Nerval sans doute y est-t’il pour quelque chose en raison d’Aurélia inachevée ou la troublante Ophelia allongée sur le lit de la rivière les yeux mi-clos. L’Egypte pharaonique et ses graffitis funéraires aussi ne manquent pas à l’appel. Et bien sûr ton père qui ne se lève que par pure obligation professionnelle, qui, tant qu’il le peut, reste allongé comme un potentat romain sur le canapé du salon, ou bien le week-end entier dans son lit à lire ses romans policiers. La recension des images et leur accumulation progressive à propos du lit et de la station couchée remonte certainement à des vies plus qu’antérieures, des existences antédiluviennes, peut-être au-delà encore des 200 000 ans, date convenue d’une énième période glaciaire. Et simultanément à des connaissances acquises au travers d’univers parallèles, chipées au plus profond du tunnel du néant, ici où là-bas, dans l’immense réservoir d’une bibliothèque akashique. Dans un lieu, un espace, où nulle temporalité ni ponctuation cardinale ne sauraient être considérés autrement qu’à l’instar de vétilles.

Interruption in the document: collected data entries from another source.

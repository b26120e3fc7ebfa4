// ============================================================================
// Optimistic Lock Manager
// ============================================================================
//
// Upgrades the version token of written entities, injects it into the write
// payload and registers a one-shot rollback listener that restores the
// previous value. NoOp when the mapping has no version column.
//
// ============================================================================

use crate::connection::ConnectionProvider;
use crate::core::{DbError, Result, Value};
use crate::mapping::{EntityMapping, VersionMapping, VersionToken, WritePayload};
use crate::transaction::{RollbackListener, RollbackObserver};
use log::debug;
use std::sync::Arc;
use std::sync::atomic::{AtomicBool, Ordering};

pub enum OptimisticLockManager<C> {
    NoOp,
    Active {
        version: VersionMapping<C>,
        observer: Arc<dyn RollbackObserver>,
    },
}

impl<C> OptimisticLockManager<C> {
    /// Activates versioning when the mapping has a version column.
    ///
    /// # Errors
    /// `UnsupportedOperation` when the provider cannot observe rollbacks.
    pub fn configure(mapping: &EntityMapping<C>, provider: &dyn ConnectionProvider) -> Result<Self> {
        let Some(version) = mapping.version() else {
            return Ok(OptimisticLockManager::NoOp);
        };
        match provider.rollback_observer() {
            Some(observer) => Ok(OptimisticLockManager::Active {
                version: version.clone(),
                observer,
            }),
            None => Err(DbError::UnsupportedOperation(format!(
                "Optimistic locking on '{}' requires a connection provider that observes rollbacks",
                mapping.table()
            ))),
        }
    }

    pub fn is_active(&self) -> bool {
        matches!(self, OptimisticLockManager::Active { .. })
    }

    pub fn version_column(&self) -> Option<&str> {
        match self {
            OptimisticLockManager::NoOp => None,
            OptimisticLockManager::Active { version, .. } => Some(version.column().name.as_str()),
        }
    }

    /// Sets the initial version on `entity` and into the payload.
    pub fn manage_insert(&self, entity: &C, payload: &mut WritePayload) -> Result<()> {
        if let OptimisticLockManager::Active { version, observer } = self {
            let (_, next) = Self::upgrade(version, observer.as_ref(), entity)?;
            payload.set(version.column().name.clone(), next);
        }
        Ok(())
    }

    /// Upgrades the version of `modified`: the next value goes to SET, the
    /// previous one to WHERE.
    pub fn manage_update(&self, modified: &C, payload: &mut WritePayload) -> Result<()> {
        if let OptimisticLockManager::Active { version, observer } = self {
            let (previous, next) = Self::upgrade(version, observer.as_ref(), modified)?;
            let column = &version.column().name;
            payload.set(column.clone(), next);
            payload.restrict(column.clone(), previous);
        }
        Ok(())
    }

    /// Restricts a delete to the current version.
    pub fn manage_delete(&self, entity: &C, payload: &mut WritePayload) {
        if let OptimisticLockManager::Active { version, .. } = self {
            payload.restrict(version.column().name.clone(), version.current(entity));
        }
    }

    fn upgrade(
        version: &VersionMapping<C>,
        observer: &dyn RollbackObserver,
        entity: &C,
    ) -> Result<(Value, Value)> {
        let token = version.token(entity);
        let previous = token.get();
        let next = version.next(&previous)?;
        observer.add_rollback_listener(Arc::new(VersionRevertListener::new(
            token.share(),
            previous.clone(),
        )))?;
        token.set(next.clone());
        Ok((previous, next))
    }
}

/// Restores a version token to the value it had before an upgrade.
pub struct VersionRevertListener {
    token: VersionToken,
    previous: Value,
    fired: AtomicBool,
}

impl VersionRevertListener {
    pub fn new(token: VersionToken, previous: Value) -> Self {
        Self {
            token,
            previous,
            fired: AtomicBool::new(false),
        }
    }

    /// Restores the previous value; only the first call has an effect.
    pub fn revert(&self) {
        if self.fired.swap(true, Ordering::SeqCst) {
            return;
        }
        debug!(
            "Reverting version {:?} to {:?}",
            self.token.get(),
            self.previous
        );
        self.token.set(self.previous.clone());
    }
}

impl RollbackListener for VersionRevertListener {
    fn after_rollback(&self, _savepoint: Option<&str>) {
        self.revert();
    }
}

Et qu’une idée de navigation en découle par association puisque on s’embarque ainsi vers la frontière entre veille et sommeil, cette rêverie. Des lits comme des barques oui mais la navigation n’est ni côtière ni hauturière. Pas de sextant ni d’horizon. Il n’y a pas de cap à décider.Il suffit de sauter le pas, de s’abandonner à la verticalité originelle d’un axe -certainement imaginaire, donc aussi réel que le réel, et qui parfois prodigue l’impression d’une lévitation ou tout l’inverse, une incursion dans la noirceur des pires cauchemars.
Cependant c’est la frontière qui fascine et non ce qui advient au-delà. Tentative de résolution de l’insoluble entre matière et âme, entre conscience comme définition biochimique de savants imbus de leur science et cette ubiquité magistrale dont la contrepartie est ton absence en tant que pion dans un espace-temps. La frontière entre veille et sommeil et l’obole à Charon. Ta disparition. Une répétition au sens théâtral. A chaque fois que tu t’allonges sur un lit c’est sûr que c’est pour t’éteindre et tester ainsi le mourir. Pour tenter de percevoir un au-delà de toi-même. Et encore aujourd’hui tu t’allonges toujours dans le lit dans cette barque pour voguer dans l’immanence.